Managing the customer includes all the work from the point of enquiry or booking through to sending evaluation forms or providing examination results.

Managing the event is the work to ensure that the course logistics are organised: pricing, trainer, venue, catering and scheduling. While these areas are linked they can be managed separately, even by different people.

Managing the customer is perhaps the most time consuming and risk prone activity of all. There is a balance between too much communication, ie, pestering the customer, and not enough, eg, the sale is lost. CourseSales.com best practise says that giving the customer information that is timely, and available with minimal effort is the best way to keep customers informed. Often customers will initiate the communication in their own time if they know that there is a mechanism to do so. Things that we have implemented which help the customer moderate our communication with them include:

  • Providing downloadable course outlines that are a maximum of 2 pages in length
  • Publishing on our website the mode of learning, e.g. long distance learning, instructor led, or computer based
  • Publishing on our website the format of the course, e.g. 5 continuous days, split over a weekend, first Tuesday of each month
  • Gathering information only as necessary, e.g. enquiries require just name and email address, bookings with material to be sent in advance require a delivery address, free events do not require invoice details
  • A personalised, automatic email is sent to the customer confirming the place, attaching their booking form and reminding them of payment (if it has not yet been made)
  • Communication is only sent via email unless the customer phones us (which is rare) or if something exceptional happens like a course is cancelled, they wish to cancel or they wish to transfer (which is also rare)

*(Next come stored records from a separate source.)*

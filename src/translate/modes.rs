use super::lookup_or_omit;
use super::tables::{AF, COMPENSATION, FILM_ADVANCE, FLASH, METERING, MULTI_EXPOSURE, SHOOTING};
use crate::efd::CUSTOM_FUNCTION_COUNT;
use crate::error::EfdError;

/// Custom-function slot value meaning "not recorded"
const CUSTOM_FUNCTION_UNSET: u8 = 0xFF;

/// Focus points on the AF sensor
const FOCUS_POINT_COUNT: u32 = 45;

/// Both outputs of one flash-mode code. Empty strings mean "omit".
#[derive(Debug, Clone, Default, PartialEq, Eq)]
pub struct FlashTranslation {
    /// EXIF `Flash` value (fired / mode bits)
    pub fired: String,
    /// Human-readable flash mode
    pub mode: String,
}

pub fn flash(code: u8, strict: bool) -> Result<FlashTranslation, EfdError> {
    let entry = lookup_or_omit(&FLASH, code, strict, EfdError::InvalidFlashMode)?;
    Ok(entry
        .map(|&(fired, mode)| FlashTranslation {
            fired: fired.to_string(),
            mode: mode.to_string(),
        })
        .unwrap_or_default())
}

fn label<K>(
    table: &std::collections::HashMap<K, &'static str>,
    code: K,
    strict: bool,
    err: impl FnOnce(K) -> EfdError,
) -> Result<String, EfdError>
where
    K: Eq + std::hash::Hash + Copy,
{
    Ok(lookup_or_omit(table, code, strict, err)?
        .map(|s| s.to_string())
        .unwrap_or_default())
}

pub fn metering_mode(code: u8, strict: bool) -> Result<String, EfdError> {
    label(&METERING, code, strict, EfdError::InvalidMeteringMode)
}

pub fn shooting_mode(code: u8, strict: bool) -> Result<String, EfdError> {
    label(&SHOOTING, code, strict, EfdError::InvalidShootingMode)
}

pub fn af_mode(code: u8, strict: bool) -> Result<String, EfdError> {
    label(&AF, code, strict, EfdError::InvalidAfMode)
}

pub fn film_advance_mode(code: u8, strict: bool) -> Result<String, EfdError> {
    label(&FILM_ADVANCE, code, strict, EfdError::InvalidFilmAdvanceMode)
}

pub fn multiple_exposure(code: u8, strict: bool) -> Result<String, EfdError> {
    label(&MULTI_EXPOSURE, code, strict, EfdError::InvalidMultipleExposure)
}

/// Exposure compensation, EV × 10 → signed EV string (`-0.7`, `+1`).
pub fn exposure_compensation(code: i32, strict: bool) -> Result<String, EfdError> {
    label(&COMPENSATION, code, strict, EfdError::InvalidExposureCompensation)
}

pub fn flash_compensation(code: i32, strict: bool) -> Result<String, EfdError> {
    label(&COMPENSATION, code, strict, EfdError::InvalidFlashCompensation)
}

/// Active focus points as 1-based indices, e.g. `"1,23"`.
pub fn focus_points(bits: u64) -> String {
    (0..FOCUS_POINT_COUNT)
        .filter(|i| bits & (1u64 << i) != 0)
        .map(|i| (i + 1).to_string())
        .collect::<Vec<_>>()
        .join(",")
}

/// Recorded custom-function settings as `C.Fn 0-1 3-2 …`.
pub fn custom_functions(slots: &[u8; CUSTOM_FUNCTION_COUNT]) -> String {
    let set: Vec<String> = slots
        .iter()
        .enumerate()
        .filter(|&(_, &v)| v != CUSTOM_FUNCTION_UNSET)
        .map(|(i, v)| format!("{i}-{v}"))
        .collect();
    if set.is_empty() {
        String::new()
    } else {
        format!("C.Fn {}", set.join(" "))
    }
}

This means that 50-60% of our customers do not receive phone calls or talk to us until they attend the training course. What do customers think about this? With few exceptions they love it.

The main thing they love is that they are not sold to, which is a assumption most have when a phone call is made, even though we do not have a hard sales ethos, preferring word of mouth instead of sales calls. Automated email communication reduces distractions to our office: allowing administration staff to focus on providing excellent customer service when it is needed by demanding customers.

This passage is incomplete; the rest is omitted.